Umumnya, masyarakat Indonesia setelah menggunakan minyak jelantah ini dibuang ke tempat sampah karena dianggap lebih praktis, dibuang ke saluran air tempat tinggalnya karena tidak ingin repot, dan dibuang langsung ke tanah. Hal tersebut menjadi peran besar bagi pencemaran lingkungan, seperti pencemaran air dan pencemaran tanah. Tanah yang tercemar akibat minyak jelantah yang dibuang sembarangan ke tanah, dapat mengakibatkan kerusakan pada tekstur tanah yang akan mengeras, tanah juga akan tertutup pori-porinya dan tidak dapat menyerap air dengan baik.
Dalam ebtke.esdm.go.id, di Indonesia dari total konsumsi minyak goreng sawit hanya dapat mengumpulkan 3 juta KL atau hanya 18,5% minyak jelantah. Minyak jelantah bermanfaat untuk biodiesel atau bahan bakar yang berupa Fatty Acid Methyl Ester (FAME) dan berasal dari minyak hewani dan minyak nabati, maka minyak jelantah juga berpotensi bagus sebagai peluang bisnis.

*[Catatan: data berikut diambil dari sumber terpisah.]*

//! Collection accessors on time ranges.
//!
//! Any pluralized name can be asked of a range: `"posts"` is taken to mean
//! every `Post` whose timestamp column falls within the range, and is answered
//! by the `Post` type's [`DateRangeScope`](crate::scope::DateRangeScope):
//!
//! ```
//! # use std::sync::Arc;
//! use active_time::{Registry, TimeRange};
//! use active_time::persist::{PersistenceMode, Persistor};
//! let persistor = Persistor::new(PersistenceMode::InMemory).unwrap();
//! persistor.execute_batch(
//!     "create table posts (id integer primary key, created_at text);
//!      insert into posts (created_at) values ('2008-11-14 12:00:00');",
//! ).unwrap();
//! let mut registry = Registry::new();
//! registry.register(Arc::new(persistor.table("Post").unwrap()));
//! let november = TimeRange::month(2008, 11).unwrap();
//! assert_eq!(november.collection(&registry, "posts", None).unwrap().len(), 1);
//! ```

use lazy_static::lazy_static;
use regex::Regex;
use tracing::debug;

use crate::error::{ActiveTimeError, Result};
use crate::inflect::classify;
use crate::range::TimeRange;
use crate::registry::Registry;
use crate::scope::Record;

lazy_static! {
    static ref COLLECTION_NAME: Regex = Regex::new(r"^[a-z_]+s$").unwrap();
}

/// Whether `name` looks like a pluralized collection name.
pub fn is_collection_name(name: &str) -> bool {
    COLLECTION_NAME.is_match(name)
}

impl TimeRange {
    /// True for exactly the names [`TimeRange::collection`] handles, whether
    /// or not a matching type is registered.
    pub fn responds_to(&self, name: &str) -> bool {
        is_collection_name(name)
    }

    /// All records of the type inferred from `accessor` whose timestamp
    /// column lies within this range. The column defaults to the type's own
    /// timestamp column, then to the registry's default column.
    pub fn collection(
        &self,
        registry: &Registry,
        accessor: &str,
        column: Option<&str>,
    ) -> Result<Vec<Record>> {
        if !is_collection_name(accessor) {
            return Err(ActiveTimeError::UnknownMember(accessor.to_string()));
        }
        let type_name = classify(accessor);
        let entity = registry
            .lookup(&type_name)
            .ok_or_else(|| ActiveTimeError::TypeNotFound {
                type_name: type_name.clone(),
                accessor: accessor.to_string(),
            })?;
        let scope = entity
            .date_range_scope()
            .ok_or_else(|| ActiveTimeError::CapabilityMissing {
                type_name: type_name.clone(),
            })?;
        let column = column
            .or_else(|| entity.timestamp_column())
            .unwrap_or_else(|| registry.default_column());
        debug!(accessor, entity = %type_name, column, range = %self, "collection");
        scope.in_date_range(self.starting(), self.ending(), column)
    }
}
// used for the bounds of every range
use chrono::{DateTime, Datelike, Months, NaiveDate, Utc};

// used to print out readable forms of a range
use std::fmt;

use crate::error::{ActiveTimeError, Result};

const CUSTOM_FORMAT: &str = "%B %d %Y %H:%M:%S";

// ------------- Granularity -------------
/// The calendar unit a [`TimeRange`] spans, or `Custom` when it was built
/// from two explicit instants.
#[derive(PartialEq, Eq, PartialOrd, Ord, Hash, Clone, Copy, Debug)]
pub enum Granularity {
    Year,
    Month,
    Day,
    Custom,
}

impl Granularity {
    pub fn as_str(&self) -> &'static str {
        match self {
            Granularity::Year => "year",
            Granularity::Month => "month",
            Granularity::Day => "day",
            Granularity::Custom => "custom",
        }
    }
}
impl fmt::Display for Granularity {
    fn fmt(&self, f: &mut fmt::Formatter) -> fmt::Result {
        write!(f, "{}", self.as_str())
    }
}

// ------------- TimeArg -------------
/// A single constructor argument. Ranges may be built from calendar
/// components (integers, or text holding an integer) or from instants.
#[derive(PartialEq, Eq, Clone, Debug)]
pub enum TimeArg {
    Int(i32),
    Text(String),
    Instant(DateTime<Utc>),
}

impl TimeArg {
    pub(crate) fn component(&self) -> Result<i32> {
        match self {
            TimeArg::Int(value) => Ok(*value),
            TimeArg::Text(text) => text.trim().parse::<i32>().map_err(|_| {
                ActiveTimeError::invalid(format!("'{text}' is not a calendar component"))
            }),
            TimeArg::Instant(_) => Err(ActiveTimeError::invalid(
                "times cannot be mixed with year, month and day components",
            )),
        }
    }
}
impl From<i32> for TimeArg {
    fn from(value: i32) -> Self {
        TimeArg::Int(value)
    }
}
impl From<&str> for TimeArg {
    fn from(value: &str) -> Self {
        TimeArg::Text(value.to_string())
    }
}
impl From<String> for TimeArg {
    fn from(value: String) -> Self {
        TimeArg::Text(value)
    }
}
impl From<DateTime<Utc>> for TimeArg {
    fn from(value: DateTime<Utc>) -> Self {
        TimeArg::Instant(value)
    }
}

// ------------- TimeRange -------------
/// A period of time with an inclusive starting and ending instant.
///
/// A range is created either for a whole calendar unit:
///
/// ```
/// use active_time::{Granularity, TimeRange};
/// let november = TimeRange::month(2008, 11).unwrap();
/// assert_eq!(november.granularity(), Granularity::Month);
/// assert_eq!(november.description(), "in November 2008");
/// ```
///
/// or between any two instants, in which case the granularity is
/// [`Granularity::Custom`] and the instants are kept exactly as given.
#[derive(PartialEq, Eq, Hash, Clone, Copy, Debug)]
pub struct TimeRange {
    starting: DateTime<Utc>,
    ending: DateTime<Utc>,
    granularity: Granularity,
}

impl TimeRange {
    /// Builds a range from loosely shaped arguments: either
    /// `(starting, ending)` instants or `(year[, month[, day]])`.
    pub fn new(args: &[TimeArg]) -> Result<Self> {
        match args.first() {
            Some(TimeArg::Int(_)) | Some(TimeArg::Text(_)) => {
                if args.len() > 3 {
                    return Err(ActiveTimeError::invalid(
                        "too many arguments - only year, month and day are supported",
                    ));
                }
                let components = args
                    .iter()
                    .map(TimeArg::component)
                    .collect::<Result<Vec<i32>>>()?;
                Self::from_calendar(&components)
            }
            Some(TimeArg::Instant(starting)) => match args {
                [_, TimeArg::Instant(ending)] => Self::between(*starting, *ending),
                _ => Err(ActiveTimeError::invalid(
                    "both a starting and ending time must be supplied",
                )),
            },
            None => Err(ActiveTimeError::invalid(
                "arguments must either be (starting_time, ending_time) or (year,[month,[day]])",
            )),
        }
    }

    pub fn between(starting: DateTime<Utc>, ending: DateTime<Utc>) -> Result<Self> {
        if starting > ending {
            return Err(ActiveTimeError::invalid(format!(
                "starting time {starting} is after ending time {ending}"
            )));
        }
        Ok(Self {
            starting,
            ending,
            granularity: Granularity::Custom,
        })
    }

    pub fn year(year: i32) -> Result<Self> {
        Self::calendar(Granularity::Year, year, 1, 1)
    }

    pub fn month(year: i32, month: i32) -> Result<Self> {
        Self::calendar(Granularity::Month, year, month, 1)
    }

    pub fn day(year: i32, month: i32, day: i32) -> Result<Self> {
        Self::calendar(Granularity::Day, year, month, day)
    }

    /// One to three components select a year, a month or a day.
    pub fn from_calendar(components: &[i32]) -> Result<Self> {
        match *components {
            [year] => Self::year(year),
            [year, month] => Self::month(year, month),
            [year, month, day] => Self::day(year, month, day),
            [] => Err(ActiveTimeError::invalid("a year must be supplied")),
            _ => Err(ActiveTimeError::invalid(
                "too many arguments - only year, month and day are supported",
            )),
        }
    }

    // The first instant of the unit through its last whole second.
    fn calendar(granularity: Granularity, year: i32, month: i32, day: i32) -> Result<Self> {
        let first = date(year, month, day)?;
        let last = match granularity {
            Granularity::Year => NaiveDate::from_ymd_opt(year, 12, 31),
            // December ends with the year
            Granularity::Month if month == 12 => NaiveDate::from_ymd_opt(year, 12, 31),
            Granularity::Month => first
                .checked_add_months(Months::new(1))
                .and_then(|next| next.pred_opt()),
            Granularity::Day | Granularity::Custom => Some(first),
        }
        .ok_or_else(|| {
            ActiveTimeError::invalid(format!("the {granularity} starting {first} has no end"))
        })?;
        Ok(Self {
            starting: at(first, 0, 0, 0)?,
            ending: at(last, 23, 59, 59)?,
            granularity,
        })
    }

    pub fn starting(&self) -> DateTime<Utc> {
        self.starting
    }
    pub fn ending(&self) -> DateTime<Utc> {
        self.ending
    }
    /// Same as [`TimeRange::starting`].
    pub fn time(&self) -> DateTime<Utc> {
        self.starting
    }
    pub fn granularity(&self) -> Granularity {
        self.granularity
    }
    pub fn contains(&self, instant: DateTime<Utc>) -> bool {
        self.starting <= instant && instant <= self.ending
    }

    /// A human friendly description of the range, such as `"in 2008"`,
    /// `"in November 2008"` or `"on November 14, 2008"`.
    pub fn description(&self) -> String {
        match self.granularity {
            Granularity::Year => format!("in {}", self.starting.year()),
            Granularity::Month => format!("in {}", self.starting.format("%B %Y")),
            Granularity::Day => format!("on {}", self.starting.format("%B %d, %Y")),
            Granularity::Custom => format!(
                "between {} and {}",
                self.starting.format(CUSTOM_FORMAT),
                self.ending.format(CUSTOM_FORMAT)
            ),
        }
    }
}
impl fmt::Display for TimeRange {
    fn fmt(&self, f: &mut fmt::Formatter) -> fmt::Result {
        write!(f, "{}", self.description())
    }
}

fn date(year: i32, month: i32, day: i32) -> Result<NaiveDate> {
    let invalid = || ActiveTimeError::invalid(format!("{year}-{month}-{day} is not a valid date"));
    let month = u32::try_from(month).map_err(|_| invalid())?;
    let day = u32::try_from(day).map_err(|_| invalid())?;
    NaiveDate::from_ymd_opt(year, month, day).ok_or_else(invalid)
}

fn at(date: NaiveDate, hour: u32, minute: u32, second: u32) -> Result<DateTime<Utc>> {
    date.and_hms_opt(hour, minute, second)
        .map(|moment| moment.and_utc())
        .ok_or_else(|| ActiveTimeError::invalid(format!("{date} has no {hour}:{minute}:{second}")))
}
use thiserror::Error;

#[derive(Error, Debug)]
pub enum ActiveTimeError {
    #[error("Invalid argument: {0}")]
    InvalidArgument(String),
    #[error("called {accessor} on a time range, but could not find a {type_name} type")]
    TypeNotFound { type_name: String, accessor: String },
    #[error("expected {type_name} to have a date range scope of 'in_date_range'")]
    CapabilityMissing { type_name: String },
    #[error("Unknown member: {0}")]
    UnknownMember(String),
    #[error("Persistence error: {0}")]
    Persistence(String),
    #[error("Config error: {0}")]
    Config(String),
    #[error("Lock poisoned: {0}")]
    Lock(String),
}

pub type Result<T> = std::result::Result<T, ActiveTimeError>;

// Helper conversions
impl From<rusqlite::Error> for ActiveTimeError {
    fn from(e: rusqlite::Error) -> Self { Self::Persistence(e.to_string()) }
}

impl From<config::ConfigError> for ActiveTimeError {
    fn from(e: config::ConfigError) -> Self { Self::Config(e.to_string()) }
}

impl ActiveTimeError {
    pub(crate) fn invalid(message: impl Into<String>) -> Self {
        Self::InvalidArgument(message.into())
    }
}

Bahkan di Tarakan Timur terdapat Kelompok Swadaya Masyarakat atau dikenal dengan KSM yang di kelola oleh seorang yang bernama Sardji Sarwan, dalam sehari dapat menghasilkan 2 juta perhari dari hasil pemanfaatan produksi biodiesel.
Ditemukan pula inovasi pemanfaatan minyak jelantah oleh Nur Isna Inayati, Kurnia Ritma Dhanti dalam artikel ilmiahnya, bahwa minyak jelantah dapat dimanfaatkan sebagai bahan dasar pembuatan lilin aromaterapi, dengan mencampurkan beberapa bahan untuk pembuatan lilin dan minyak jelantah dan proses ini menghasilkan Crude gliserin atau produk sampingan dari suatu pembuatan biodiesel dan ini merupakan Ilmu terapan kimia hidrokarbon.
Di zaman sekarang yang semakin berkembang, lilin aromaterapi selain dapat dijadikan sebagai peluang usaha juga dapat dijadikan inovasi kesehatan yang murah, aman, dan kaya manfaat. Dalam kesehatan lilin aromaterapi dapat membantu untuk mengurangi stress, merelaksasikan tubuh, mempertahankan konsentrasi, hingga dapat mengurangi rasa sakit kepala.
Maka inovasi ini sangat besar dampak positifnya jika dimanfaatkan dengan benar karena minyak jelantah ini selain dapat dijadikan bahan dasar pembuatan lilin aromaterapi juga dapat membantu menghindari proses daur ulang minyak jelantah yang digunakan sebagai bahan untuk suatu masakan sehingga hal ini dapat mencegah dan mengurangi potensi masalah kesehatan dan selain itu juga dapat mengurangi risiko yang berdampak buruk pada lingkungan.